わたしのこと。
わたしの職業は、看護師。
入職当初は名乗るのもおこがましいと思うくらい、全然仕事ができていないという気持ちが大きかった。
でも、少しずつ少しずつ、職場のみなさんのおかげで成長できている。
何より今は、自分の仕事のことを少しだけ誇らしく言えるから嬉しい。
仕事はもちろん大変だけれど、とてもやりがいを感じられる。
わたしのいる科の患者さんの多くは、リハビリで程度の差はあれ回復していくから。
口から食事ができなかった方が自分でごはんを食べている、車椅子に乗っていた方が歩いている、そんな様子を見られるのは本当に嬉しいことだ。
ただ、正直本当に心がやられてしまうこともある。
病の残酷さ、肉体的・精神的苦痛、家族や仕事との関わりの変化、社会との繋がりの希薄化、生きがいの喪失、未来への絶望。
それに、病院生活という非日常がある日突然日常に変わるということ。
そんなさまざまな衝撃や葛藤の渦中にいる患者さんの側にいて、心が揺らがないのも人としてどうなのかと思うくらいだ。
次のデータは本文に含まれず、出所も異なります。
//! 엔트리 ID 생성 모듈
//!
//! 파일 경로에서 만든 원시 ID 목록을 사람이 읽기 쉬운 짧은 ID 목록으로 줄입니다.
//! 모든 ID에 공통인 경로 구간(앞/뒤)과 공통 확장자만 제거하므로
//! 입력과 같은 길이, 같은 순서가 유지됩니다.

/// 경로 구분자
const SEPARATOR: char = '/';

/// 원시 ID 목록에서 짧은 ID 목록 생성
///
/// 1. ID가 하나면 확장자를 뗀 파일 이름만 반환
/// 2. 모든 ID에서 같은 위치의 경로 구간이 동일하면 앞에서부터 제거, 뒤에서도 반복
/// 3. 남은 ID가 모두 같은 확장자로 끝나는 동안 확장자 제거
///
/// # Examples
/// ```
/// use optimake::ids::derive_unique_ids;
///
/// let ids = derive_unique_ids(&[
///     "data/structures/1.cif".to_string(),
///     "data/structures/2.cif".to_string(),
/// ]);
/// assert_eq!(ids, ["1", "2"]);
/// ```
pub fn derive_unique_ids(entry_ids: &[String]) -> Vec<String> {
    if let [single] = entry_ids {
        return vec![split_ext(basename(single)).0.to_string()];
    }
    if entry_ids.is_empty() {
        return Vec::new();
    }

    let ids = strip_common_segments(entry_ids, false);
    let ids = strip_common_segments(&ids, true);
    strip_common_extensions(ids)
}

fn strip_common_segments(ids: &[String], from_back: bool) -> Vec<String> {
    let split: Vec<Vec<&str>> = ids
        .iter()
        .map(|id| {
            let mut segments: Vec<&str> = id.split(SEPARATOR).collect();
            if from_back {
                segments.reverse();
            }
            segments
        })
        .collect();

    let mut index = 0;
    while let Some(element) = split[0].get(index) {
        if split.iter().all(|segments| segments.get(index) == Some(element)) {
            index += 1;
        } else {
            break;
        }
    }

    split
        .into_iter()
        .map(|segments| {
            let mut rest: Vec<&str> = segments.into_iter().skip(index).collect();
            if from_back {
                rest.reverse();
            }
            rest.join("/")
        })
        .collect()
}

fn strip_common_extensions(mut ids: Vec<String>) -> Vec<String> {
    loop {
        let ext = split_ext(&ids[0]).1;
        if ext.is_empty() || !ids.iter().all(|id| split_ext(id).1 == ext) {
            return ids;
        }
        ids = ids
            .iter()
            .map(|id| split_ext(id).0.to_string())
            .collect();
    }
}

/// 마지막 경로 구간
pub fn basename(path: &str) -> &str {
    path.rsplit(SEPARATOR).next().unwrap_or(path)
}

/// `(확장자를 뗀 경로, 확장자)`로 분리
///
/// 확장자는 마지막 경로 구간의 마지막 `.`부터이며, 선행 `.`만 있는 이름
/// (예: `.hidden`)은 확장자가 없는 것으로 봅니다.
pub fn split_ext(path: &str) -> (&str, &str) {
    let name_start = path.rfind(SEPARATOR).map(|i| i + 1).unwrap_or(0);
    let name = &path[name_start..];
    let leading_dots = name.len() - name.trim_start_matches('.').len();

    match name.rfind('.') {
        Some(dot) if dot > leading_dots => {
            let split_at = name_start + dot;
            (&path[..split_at], &path[split_at..])
        }
        _ => (path, ""),
    }
}
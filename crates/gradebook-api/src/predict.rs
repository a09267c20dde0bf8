//! `POST /predict` — final-grade estimate for a submitted feature vector.
//!
//! Body: `{"age":17,"study":2,"g1":11,"g2":12,"failures":0,"absences":3}`.
//! Any failure after the body has been parsed as JSON (missing or
//! non-numeric fields, store errors, a degenerate fit) is logged and
//! answered with the fallback grade, never with an error status.

use std::sync::Arc;

use axum::{Json, extract::State};
use gradebook_core::{
  predict::{self, PredictError, Prediction},
  store::StudentStore,
};
use serde_json::Value;

/// `POST /predict`
pub async fn handler<S>(
  State(store): State<Arc<S>>,
  Json(body): Json<Value>,
) -> Json<Prediction>
where
  S: StudentStore,
  S::Error: std::error::Error + Send + Sync + 'static,
{
  let estimate = match store.list_students().await {
    Ok(students) => predict::estimate(&students, &body),
    Err(e) => Err(PredictError::Store(Box::new(e))),
  };

  if let Err(e) = &estimate {
    tracing::warn!(error = %e, "prediction failed, answering with fallback grade");
  }

  Json(Prediction::from_estimate(&estimate))
}
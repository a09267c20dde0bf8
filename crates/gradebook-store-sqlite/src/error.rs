//! Error type for `gradebook-store-sqlite`.

use thiserror::Error;

#[derive(Debug, Error)]
pub enum Error {
  #[error("database error: {0}")]
  Database(#[from] tokio_rusqlite::Error),

  #[error("row count {0} does not fit in u64")]
  InvalidCount(i64),
}

pub type Result<T, E = Error> = std::result::Result<T, E>;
ただ、看護師という立場に求められているのは、家族と一緒に悲しみに打ちひしがれることではない。
一番側にいる医療者として常に寄り添い、時に手を差し伸べ共に立ち上がり、病気とともに生きる未来を一緒に想像し進んでいく存在だとわたしは思っている。
そう思っていても、家族の激しく慟哭する姿を見て一緒に涙しそうになったり、病の残酷さや自分の不甲斐なさを思って一人泣くこともある。
こうして記録していこうと思ったのは、人の生や死について日々感じたり考えることを残さなくてはと思ったから。
看護師として、そして一人の人間として、葛藤したり矛盾したりする気持ちや、いろいろなしんどさと向き合う自分を忘れないために。